Male Giant Panda "Tian Tian" (*1997)...
Image via Wikipedia

TV naturalist Chris Packham finds his own credibility at risk of extinction over his comments on panda bears. He argues we should let them become extinct because “extinction is natural”. Saying people care about pandas only because they’re fluffy, and he’s right, most but not all people do, he goes on to tell us that the Yangtze river dolphin “vanished because it was pig-ugly and swam around in a river where no one saw it”. No. It died out for a number of reasons, such as human predation, accidental killing, and because the Yangtze river is notoriously and massively polluted with toxins as dangerous to man as other animals. The lack of aesthetic appeal had nothing to do with it.

Had the creature looked like an aquatic teddy bear, that in itself would have done nothing to prevent the damage to its habitat caused by heavy industry.

Packham seems to be arguing that because we’ve fucked up so massively, so comprehensively, and because most people don’t care, and few actually get involved, that we who do care and do get involved should only seek to preserve little islands of plants and animals, little pockets, and let the rest of the world go to Hell. It’s pessimistic more than it is practical, because he knows as well as any intelligent person that the web of life is global: all the evidence suggests when you strip out (or, for that matter, relocate) one plant or creature it can have consequences that spread out like ripples on a pond. Conservation efforts must be both local and global. Our eyes and focus must be on the small and big pictures.
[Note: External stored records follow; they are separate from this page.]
//! Fenced timing of a single kernel invocation.

use std::fmt;
use std::time::{Duration, Instant};

use crate::kernels::matrix_product;
use crate::matrix::{DenseMatrix, Layout};
use crate::threaded::ExecutionSpace;

/// Time one `matrix_product` call.
///
/// Fences before taking the start timestamp, so pending fills are not
/// counted, and fences again before the end timestamp, so the kernel is
/// complete when the interval closes.
pub fn run_once<LA: Layout, LB: Layout, LC: Layout>(
    space: &ExecutionSpace,
    alpha: f64,
    a: &DenseMatrix<LA>,
    b: &DenseMatrix<LB>,
    beta: f64,
    c: &mut DenseMatrix<LC>,
) -> Duration {
    space.fence();
    let start = Instant::now();
    space.install(|| matrix_product(alpha, a, b, beta, c));
    space.fence();
    start.elapsed()
}

/// Result of one timed kernel run.
#[derive(Debug, Clone, Copy, PartialEq)]
pub struct Measurement {
    pub m: usize,
    pub n: usize,
    pub k: usize,
    pub threads: usize,
    pub elapsed: Duration,
}

impl Measurement {
    /// One multiply and one add per inner-loop step.
    pub fn flops(&self) -> f64 {
        2.0 * self.m as f64 * self.n as f64 * self.k as f64
    }

    pub fn seconds(&self) -> f64 {
        self.elapsed.as_secs_f64()
    }

    /// Throughput, or 0.0 if the interval was too short to measure.
    pub fn gflops(&self) -> f64 {
        let secs = self.seconds();
        if secs > 0.0 {
            self.flops() / secs / 1e9
        } else {
            0.0
        }
    }
}

impl fmt::Display for Measurement {
    fn fmt(&self, f: &mut fmt::Formatter<'_>) -> fmt::Result {
        write!(f, "Time: {} ns", self.elapsed.as_nanos())
    }
}

#[cfg(test)]
mod tests {
    use super::*;
    use crate::matrix::RowMajor;
    use crate::threaded::ExecutionConfig;

    #[test]
    fn test_run_once_completes_kernel() {
        let space = ExecutionSpace::new(&ExecutionConfig::with_threads(2)).unwrap();
        let a = DenseMatrix::<RowMajor>::from_fn("A", 4, 4, |i, j| (i == j) as u8 as f64).unwrap();
        let b = DenseMatrix::<RowMajor>::from_fn("B", 4, 4, |i, j| (i * 4 + j) as f64).unwrap();
        let mut c = DenseMatrix::<RowMajor>::from_fn("C", 4, 4, |_, _| 1.0).unwrap();

        run_once(&space, 1.0, &a, &b, 0.0, &mut c);

        assert_eq!(c.as_slice(), b.as_slice());
    }

    #[test]
    fn test_measurement_reporting() {
        let m = Measurement {
            m: 100,
            n: 200,
            k: 50,
            threads: 4,
            elapsed: Duration::from_millis(2),
        };
        assert_eq!(m.flops(), 2_000_000.0);
        assert!((m.gflops() - 1.0).abs() < 1e-12);
        assert_eq!(m.to_string(), "Time: 2000000 ns");
    }

    #[test]
    fn test_zero_duration_gflops() {
        let m = Measurement {
            m: 1,
            n: 1,
            k: 1,
            threads: 1,
            elapsed: Duration::ZERO,
        };
        assert_eq!(m.gflops(), 0.0);
    }
}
I’m not suggesting that the loss of the panda will result in runaway bamboo plants taking over the planet, of course not—but if we allow the panda to become extinct based on Packham’s reasoning, where do we draw the line the next time, after he’s already redrawn it? He describes the panda as an “evolutionary cul-de-sac”, and if that’s so, then what exactly are we, and who are we to continue playing God when the fact that we’ve always done so leads us, perhaps inexorably, towards the very real possibility of our own self-engineered extermination?